Covering approximately 70% of Earth’s surface, the ocean acts as a vast heat storage device in the climate system. Ocean circulation serves to transport heat from the equator to the poles. In addition, gases from the atmosphere can dissolve in the ocean and be stored for many years in its depths. However, when too much carbon dioxide is dissolved, seawater becomes more acidic, making it harmful to marine life.


Earth’s land masses affect the climate system and also influence weather patterns. On long geological timescales, changes in the distribution of land masses around the globe have had major effects on the movement of air around the planet, causing large changes in Earth’s climate. On much shorter timescales, changes in the surface of the land due to agriculture, forestry, and urbanization alter the amount of energy that is being absorbed or reflected back to space. Major volcanic eruptions can also impact Earth’s climate, as these eruptions release gases and particles into the upper atmosphere where they reflect sunlight and affect the chemistry of the atmosphere.


photo of a glacier in mountainous terrain

Glaciers and areas of permanent snow cover account for just over 2% of Earth’s total water, but nearly 70% of its freshwater.

Twila Moon, National Snow and Ice Data Center

Nearly 70% of Earth’s freshwater is contained in ice caps, glaciers, and regions of permanent snow cover.
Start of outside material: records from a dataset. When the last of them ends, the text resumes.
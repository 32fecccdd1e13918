//! Intermediate symbol recovery.
//!
//! Two paths solve A * C = D for the L intermediate symbols:
//!
//! * `inactivation`: peel the sparse region first: repeatedly pick the
//!   unprocessed row with the fewest non-zeros over the active columns
//!   (degree-2 ties go to the row lying in the largest component of the
//!   degree-2 column graph), take its first active non-zero as the pivot and
//!   defer its remaining active columns to the inactive edge. What survives
//!   is a small dense system over the deferred columns, solved by pivoted
//!   elimination, then substituted back. Identity and LDPC rows peel away
//!   almost for free; dense repair and HDPC rows are exactly what lands in
//!   the deferred block.
//! * `gaussian`: straight full-pivot elimination, used for small systems
//!   and verification.
//!
//! A singular system is a value-level outcome, not an error: the caller
//! keeps its symbols and waits for more.

use alloc::vec;
use alloc::vec::Vec;
use log::{debug, trace};
use rq_core::{RqError, RqResult};
use rq_math::Octet;
use rq_matrix::{ByteMatrix, FlatMatrix};

pub enum Solve {
    /// L x T matrix of recovered intermediate symbols, in original column
    /// order.
    Solved(FlatMatrix),
    Singular,
}

/// Union-find over active columns, edges contributed by degree-2 rows.
struct Components {
    parent: Vec<u32>,
    size: Vec<u32>,
}

impl Components {
    fn new(n: usize) -> Self {
        Self {
            parent: (0..n as u32).collect(),
            size: vec![1; n],
        }
    }

    fn find(&mut self, x: u32) -> u32 {
        let mut root = x;
        while self.parent[root as usize] != root {
            root = self.parent[root as usize];
        }
        let mut cur = x;
        while self.parent[cur as usize] != root {
            let next = self.parent[cur as usize];
            self.parent[cur as usize] = root;
            cur = next;
        }
        root
    }

    fn union(&mut self, a: u32, b: u32) {
        let (ra, rb) = (self.find(a), self.find(b));
        if ra != rb {
            let (big, small) = if self.size[ra as usize] >= self.size[rb as usize] {
                (ra, rb)
            } else {
                (rb, ra)
            };
            self.parent[small as usize] = big;
            self.size[big as usize] += self.size[small as usize];
        }
    }

    fn component_size(&mut self, x: u32) -> u32 {
        let r = self.find(x);
        self.size[r as usize]
    }
}

/// Pick the next row to peel. Rows are inspected over [pivot, active_end).
fn choose_row(
    a: &ByteMatrix,
    pivot: usize,
    active_end: usize,
    cols: usize,
) -> RqResult<Option<usize>> {
    let m = a.rows();
    let mut min_deg = usize::MAX;
    let mut degrees = Vec::with_capacity(m - pivot);
    for r in pivot..m {
        let deg = a.count_row_nonzeros(r, pivot, active_end)?;
        degrees.push(deg);
        if deg > 0 && deg < min_deg {
            min_deg = deg;
        }
    }
    if min_deg == usize::MAX {
        return Ok(None);
    }

    if min_deg == 2 {
        // Graph heuristic: among degree-2 rows prefer one inside the largest
        // connected component, so the peel front stays wide.
        let mut dsu = Components::new(active_end - pivot);
        let mut two_rows = Vec::new();
        for (off, &deg) in degrees.iter().enumerate() {
            if deg == 2 {
                let r = pivot + off;
                let nz = a.nonzeros_in_row(r, pivot, active_end)?;
                let ca = (nz[0].0 - pivot) as u32;
                let cb = (nz[1].0 - pivot) as u32;
                dsu.union(ca, cb);
                two_rows.push((r, ca));
            }
        }
        let mut best = two_rows[0];
        let mut best_size = 0;
        for &(r, ca) in &two_rows {
            let size = dsu.component_size(ca);
            if size > best_size {
                best_size = size;
                best = (r, ca);
            }
        }
        return Ok(Some(best.0));
    }

    // Minimum active degree, ties broken by fewest non-zeros over the whole
    // remaining row, then by position.
    let mut best_row = None;
    let mut best_orig = usize::MAX;
    for (off, &deg) in degrees.iter().enumerate() {
        if deg == min_deg {
            let r = pivot + off;
            let orig = a.count_row_nonzeros(r, pivot, cols)?;
            if orig < best_orig {
                best_orig = orig;
                best_row = Some(r);
            }
        }
    }
    Ok(best_row)
}

/// Inactivation decoding. `initially_inactive` trailing columns (the HDPC
/// region) start out deferred. Requires a.rows() >= l or reports Singular.
pub fn inactivation(
    a: &mut ByteMatrix,
    d: &mut FlatMatrix,
    l: usize,
    initially_inactive: usize,
) -> RqResult<Solve> {
    let m = a.rows();
    if a.cols() != l || d.rows() != m {
        return Err(RqError::DimensionMismatch);
    }
    if m < l {
        return Ok(Solve::Singular);
    }
    let t = d.cols();
    let mut perm: Vec<usize> = (0..l).collect();
    let mut u = initially_inactive.min(l);
    let mut i = 0usize;

    // Phase 1: peel the active region.
    while i < l - u {
        let active_end = l - u;
        let Some(row) = choose_row(a, i, active_end, l)? else {
            // No unprocessed row touches the remaining active columns;
            // defer them all to the dense phase.
            u = l - i;
            break;
        };
        a.swap_rows(i, row)?;
        d.swap_rows(i, row)?;

        let nz = a.nonzeros_in_row(i, i, active_end)?;
        let pcol = nz[0].0;
        if pcol != i {
            a.swap_columns(i, pcol)?;
            perm.swap(i, pcol);
        }

        // Defer the row's remaining active columns.
        let mut c = i + 1;
        while c < l - u {
            if a.get(i, c)? != Octet::ZERO {
                let last = l - u - 1;
                if c != last {
                    a.swap_columns(c, last)?;
                    perm.swap(c, last);
                }
                u += 1;
            } else {
                c += 1;
            }
        }

        let pv = a.get(i, i)?;
        if pv != Octet::ONE {
            a.divide_row(i, pv, i, l)?;
            d.divide_row(i, pv, 0, t)?;
        }
        for r in (i + 1)..m {
            let v = a.get(r, i)?;
            if v != Octet::ZERO {
                a.add_rows(r, i, v, i, l)?;
                d.add_rows(r, i, v, 0, t)?;
            }
        }
        i += 1;
    }
    let peeled = i;
    debug!("inactivation: peeled {} of {} columns, {} deferred", peeled, l, l - peeled);

    // Phase 2: pivoted elimination over the deferred block.
    for col in peeled..l {
        let mut found = None;
        'search: for c2 in col..l {
            for r in col..m {
                if a.get(r, c2)? != Octet::ZERO {
                    found = Some((r, c2));
                    break 'search;
                }
            }
        }
        let Some((pr, pc)) = found else {
            trace!("deferred block singular at column {}", col);
            return Ok(Solve::Singular);
        };
        if pc != col {
            a.swap_columns(col, pc)?;
            perm.swap(col, pc);
        }
        if pr != col {
            a.swap_rows(col, pr)?;
            d.swap_rows(col, pr)?;
        }
        let pv = a.get(col, col)?;
        if pv != Octet::ONE {
            a.divide_row(col, pv, col, l)?;
            d.divide_row(col, pv, 0, t)?;
        }
        for r in peeled..m {
            if r == col {
                continue;
            }
            let v = a.get(r, col)?;
            if v != Octet::ZERO {
                a.add_rows(r, col, v, col, l)?;
                d.add_rows(r, col, v, 0, t)?;
            }
        }
    }

    // Phase 3: substitute deferred values back into the peeled rows.
    for p in 0..peeled {
        for (c, v) in a.nonzeros_in_row(p, peeled, l)? {
            d.add_rows(p, c, v, 0, t)?;
        }
    }

    Ok(Solve::Solved(extract(d, &perm, l, t)?))
}

/// Full-pivot Gauss-Jordan elimination over the whole system.
pub fn gaussian(a: &mut ByteMatrix, d: &mut FlatMatrix, l: usize) -> RqResult<Solve> {
    let m = a.rows();
    if a.cols() != l || d.rows() != m {
        return Err(RqError::DimensionMismatch);
    }
    if m < l {
        return Ok(Solve::Singular);
    }
    let t = d.cols();
    let mut perm: Vec<usize> = (0..l).collect();

    for col in 0..l {
        let mut found = None;
        'search: for c2 in col..l {
            for r in col..m {
                if a.get(r, c2)? != Octet::ZERO {
                    found = Some((r, c2));
                    break 'search;
                }
            }
        }
        let Some((pr, pc)) = found else {
            return Ok(Solve::Singular);
        };
        if pc != col {
            a.swap_columns(col, pc)?;
            perm.swap(col, pc);
        }
        if pr != col {
            a.swap_rows(col, pr)?;
            d.swap_rows(col, pr)?;
        }
        let pv = a.get(col, col)?;
        if pv != Octet::ONE {
            a.divide_row(col, pv, col, l)?;
            d.divide_row(col, pv, 0, t)?;
        }
        for r in 0..m {
            if r == col {
                continue;
            }
            let v = a.get(r, col)?;
            if v != Octet::ZERO {
                a.add_rows(r, col, v, col, l)?;
                d.add_rows(r, col, v, 0, t)?;
            }
        }
    }

    Ok(Solve::Solved(extract(d, &perm, l, t)?))
}

fn extract(d: &FlatMatrix, perm: &[usize], l: usize, t: usize) -> RqResult<FlatMatrix> {
    let mut out = FlatMatrix::new(l, t);
    for pos in 0..l {
        out.row_mut(perm[pos])?.copy_from_slice(d.row(pos)?);
    }
    Ok(out)
}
With their bright white color, ice and snow reflect large amounts of incoming solar energy back to space. Ice also serves to insulate the ocean and land from the atmosphere. The presence of ice can change the dynamics of wind and weather processes.

The Biosphere

Living organisms comprising Earth's biosphere affect Earth’s climate system. They can change the chemical makeup of the atmosphere by, for example, absorbing carbon dioxide through photosynthesis as plants and algae do, and by adding chemicals to the atmosphere from pollution as humans do. Life also alters Earth’s surface, changing the colors of the landscape as more plants are grown or harvested, for example. The changes affect the albedo, or brightness, of Earth’s surface and influence the overall climate system.